Husby has been on the hunt for a pawpaw tree and the fruit for the past 4 years. We finally tracked down some trees last fall at one of the local state parks, and managed to find one small unripe fruit. Then, much to our surprise, the Detroit Whole Foods got a small shipment. We snatched up a couple of them, enjoyed the delicious fruit, and saved the seeds.

Our favorite food scrap growing resource, Don’t Throw It, Grow It!, recommended using Long Fibered Sphagnum Moss to start sprouting avocado seeds, and we’ve found it to be useful for a number of different fruits. In the case of the pawpaws, the seeds needed to rest for the winter before they would sprout, so we mixed them into a gallon sized zip-lock bag of damp sphagnum moss, and tossed the bag in the back of the refrigerator (to simulate winter inside our apartment). For avocados and mangoes, which like a more tropical climate, we buried the seeds in damp moss and placed the bag in a sunny, warm window.

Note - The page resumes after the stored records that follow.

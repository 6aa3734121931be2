//! Engine log emissions arrive as a level plus lazily formatted arguments.
//! They leave as one fully formatted, NUL-terminated string handed to the
//! registered C callback. Formatting takes two passes over the same
//! arguments: the first measures the exact length, the second writes into a
//! buffer of exactly that size. Nothing is truncated and no fixed-size buffer
//! is assumed.

use std::ffi::{c_char, c_int};
use std::fmt::{self, Write as _};
use std::sync::{PoisonError, RwLock};

use dof_engine::{LogHook, LogLevel, config};

/// C log callback: `(level, message)`.
///
/// `message` is NUL-terminated and owned by the bridge; it is released as soon
/// as the callback returns. Interior NUL bytes in a message end the C string
/// early.
pub type LogCallback = unsafe extern "C" fn(level: c_int, message: *const c_char);

static CALLBACK: RwLock<Option<LogCallback>> = RwLock::new(None);

/// Store `callback` in the process-wide slot and (de)register the adapter
/// hook with the engine configuration. `None` disables forwarding entirely.
pub fn register(callback: Option<LogCallback>) {
    *CALLBACK.write().unwrap_or_else(PoisonError::into_inner) = callback;
    config::set_log_hook(callback.map(|_| adapter as LogHook));
}

/// Currently registered callback.
pub fn registered() -> Option<LogCallback> {
    *CALLBACK.read().unwrap_or_else(PoisonError::into_inner)
}

fn adapter(level: LogLevel, args: fmt::Arguments<'_>) {
    let Some(callback) = registered() else {
        return;
    };
    forward_with(callback, level, args, try_alloc);
}

fn try_alloc(capacity: usize) -> Option<Vec<u8>> {
    let mut buf = Vec::new();
    buf.try_reserve_exact(capacity).ok()?;
    Some(buf)
}

struct Measure(usize);

impl fmt::Write for Measure {
    fn write_str(&mut self, s: &str) -> fmt::Result {
        self.0 = self.0.saturating_add(s.len());
        Ok(())
    }
}

/// Writes at most `limit` bytes; the rest is discarded.
struct Bounded<'a> {
    buf: &'a mut Vec<u8>,
    limit: usize,
}

impl fmt::Write for Bounded<'_> {
    fn write_str(&mut self, s: &str) -> fmt::Result {
        let room = self.limit.saturating_sub(self.buf.len());
        let take = s.len().min(room);
        self.buf.extend_from_slice(&s.as_bytes()[..take]);
        Ok(())
    }
}

/// Format `args` and invoke `callback` exactly once, unless the buffer
/// allocation fails, in which case the emission is dropped.
///
/// A zero-length measurement, or a failure in either formatting pass, still
/// invokes the callback, with an empty string.
pub(crate) fn forward_with<A>(
    callback: LogCallback,
    level: LogLevel,
    args: fmt::Arguments<'_>,
    alloc: A,
) where
    A: FnOnce(usize) -> Option<Vec<u8>>,
{
    let mut measure = Measure(0);
    let len = match measure.write_fmt(args) {
        Ok(()) => measure.0,
        Err(_) => 0,
    };

    if len == 0 {
        forward_empty(callback, level);
        return;
    }

    let Some(capacity) = len.checked_add(1) else {
        return;
    };
    let Some(mut buf) = alloc(capacity) else {
        return;
    };

    let written = Bounded {
        buf: &mut buf,
        limit: len,
    }
    .write_fmt(args);
    if written.is_err() {
        forward_empty(callback, level);
        return;
    }
    buf.push(0);

    // SAFETY: `buf` is NUL-terminated and outlives the call.
    unsafe { callback(level.ordinal(), buf.as_ptr().cast::<c_char>()) };
}

fn forward_empty(callback: LogCallback, level: LogLevel) {
    // SAFETY: the callback contract takes a level and a NUL-terminated string.
    unsafe { callback(level.ordinal(), c"".as_ptr()) };
}
//! Completion parsing: turn raw model output into a typed [`Action`].
//!
//! A small marker-oriented parser over the literal wire tokens; no regex.
//! The final-answer check comes first and is unconditional: a completion
//! containing both a final answer and an action always terminates the run.

use super::prompt::{ACTION_INPUT_TOKEN, ACTION_TOKEN, FINAL_ANSWER_TOKEN};
use super::AgentError;

/// The parsed intent of one model completion.
#[derive(Debug, Clone, PartialEq, Eq)]
pub enum Action {
    /// The model declared it is done; the run terminates with this text.
    FinalAnswer(String),
    /// The model wants a tool invoked with the given input.
    ToolCall { name: String, input: String },
}

/// Parse one completion into an [`Action`].
///
/// Rules, in order:
/// 1. If `Final Answer:` appears anywhere, the answer is everything after
///    its **last** occurrence, whitespace-trimmed.
/// 2. Otherwise the first `Action:` occurrence names the tool (everything up
///    to the following `Action Input:`, with one optional pair of square
///    brackets stripped) and the input is the remainder of the completion,
///    which may span lines. The input is whitespace-trimmed, then exactly
///    one leading and one trailing double quote are removed.
/// 3. Anything else fails with [`AgentError::Unparsable`] carrying the raw
///    completion for diagnostics.
pub fn parse_completion(completion: &str) -> Result<Action, AgentError> {
    if let Some(pos) = completion.rfind(FINAL_ANSWER_TOKEN) {
        let answer = completion[pos + FINAL_ANSWER_TOKEN.len()..].trim();
        return Ok(Action::FinalAnswer(answer.to_string()));
    }

    let unparsable = || AgentError::Unparsable(completion.to_string());

    let action_pos = completion.find(ACTION_TOKEN).ok_or_else(unparsable)?;
    let rest = &completion[action_pos + ACTION_TOKEN.len()..];
    let input_pos = rest.find(ACTION_INPUT_TOKEN).ok_or_else(unparsable)?;

    let mut name = rest[..input_pos].trim();
    name = name.strip_prefix('[').unwrap_or(name);
    name = name.strip_suffix(']').unwrap_or(name);
    let name = name.trim();

    let mut input = rest[input_pos + ACTION_INPUT_TOKEN.len()..].trim();
    input = input.strip_prefix('"').unwrap_or(input);
    input = input.strip_suffix('"').unwrap_or(input);

    Ok(Action::ToolCall {
        name: name.to_string(),
        input: input.to_string(),
    })
}
//! Text-completion client for the agent loop.
//!
//! The agent treats the model as an opaque completion service: one prompt in,
//! one bounded completion out, generation halting at the first stop sequence.
//! `GeminiClient` talks to the Google `generateContent` endpoint; the
//! [`CompletionClient`] trait is the seam tests use to script completions.

use async_trait::async_trait;
use serde::Deserialize;
use serde_json::json;
use thiserror::Error;
use tracing::debug;

use crate::config::Config;

/// Sampling temperature is pinned to zero: identical prompts must produce
/// identical completions for the loop to be reproducible.
const TEMPERATURE: f32 = 0.0;

#[derive(Debug, Error)]
pub enum LlmError {
    #[error("model request failed: {0}")]
    Transport(#[from] reqwest::Error),

    #[error("model returned an unusable response: {0}")]
    InvalidResponse(String),
}

/// A stateless text-completion service.
#[async_trait]
pub trait CompletionClient: Send + Sync {
    /// Request exactly one completion for `prompt`, halting at the first
    /// occurrence of any stop sequence (the stop sequence itself is not
    /// included in the returned text).
    async fn generate(&self, prompt: &str, stop: &[String]) -> Result<String, LlmError>;
}

/// Client for the Gemini `generateContent` API.
pub struct GeminiClient {
    client: reqwest::Client,
    endpoint: String,
    model: String,
    api_key: String,
    max_output_tokens: u32,
}

impl GeminiClient {
    pub fn new(config: &Config) -> Self {
        Self {
            client: reqwest::Client::new(),
            endpoint: config.endpoint.trim_end_matches('/').to_string(),
            model: config.model.clone(),
            api_key: config.api_key.clone(),
            max_output_tokens: config.max_output_tokens,
        }
    }

    fn request_url(&self) -> String {
        format!(
            "{}/v1beta/models/{}:generateContent",
            self.endpoint, self.model
        )
    }
}

#[async_trait]
impl CompletionClient for GeminiClient {
    async fn generate(&self, prompt: &str, stop: &[String]) -> Result<String, LlmError> {
        let payload = json!({
            "contents": [{ "parts": [{ "text": prompt }] }],
            "generationConfig": {
                "candidateCount": 1,
                "stopSequences": stop,
                "maxOutputTokens": self.max_output_tokens,
                "temperature": TEMPERATURE,
            }
        });

        debug!(model = %self.model, prompt_len = prompt.len(), "Requesting completion");

        let response: GenerateResponse = self
            .client
            .post(self.request_url())
            .query(&[("key", self.api_key.as_str())])
            .json(&payload)
            .send()
            .await?
            .error_for_status()?
            .json()
            .await?;

        let text = response
            .candidates
            .unwrap_or_default()
            .into_iter()
            .flat_map(|c| c.content)
            .flat_map(|c| c.parts)
            .find_map(|p| p.text)
            .ok_or_else(|| LlmError::InvalidResponse("no text in candidates".to_string()))?;

        Ok(text)
    }
}

#[derive(Deserialize)]
struct GenerateResponse {
    candidates: Option<Vec<Candidate>>,
}

#[derive(Deserialize)]
struct Candidate {
    content: Option<Content>,
}

#[derive(Deserialize)]
struct Content {
    parts: Vec<Part>,
}

#[derive(Deserialize)]
struct Part {
    text: Option<String>,
}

In mid March, about the time that a pawpaw seed would naturally start to sprout, we planted our seeds in these root trainers, which are basically deep seedling starters, using Coconut Coir Brick for soil.  The pawpaw seeds developed roots first and now, two months later, are starting to push up sprouts.

The mango seeds and the avocado seeds we just saved from fruits that we ate. We placed them in the bags of sphagnum moss about 4 weeks ago, and every week or so have been checking on their progress. Earlier this week we saw two of our mangoes had sprouted leaves already, so we took them out of the moss and planed them in pots.

We put plastic bags over the pots to try to keep the environment humid for them, like they would experience in their natural habitat.

The avocado seeds have started sprouting roots in their sphagnum moss bag, but we’re supposed to wait until the roots are about 4 inches long before planting them in a pot, so they are continuing to sit on a warm window sill.

If you’re interested in other good edible gardening books, my favorites are Grow Great Grub: Organic Food from Small Spaces, and The Vegetable Gardener’s Bible, 2nd edition. I come back to these books year after year for instructions, tips, and tricks on organic edible gardening. Much like a well loved cookbook, my copy of The Vegetable Gardener’s Bible is soil stained and water marked from it’s time by my side in the garden.

Next we’re excited to try lemons and other citrus fruits!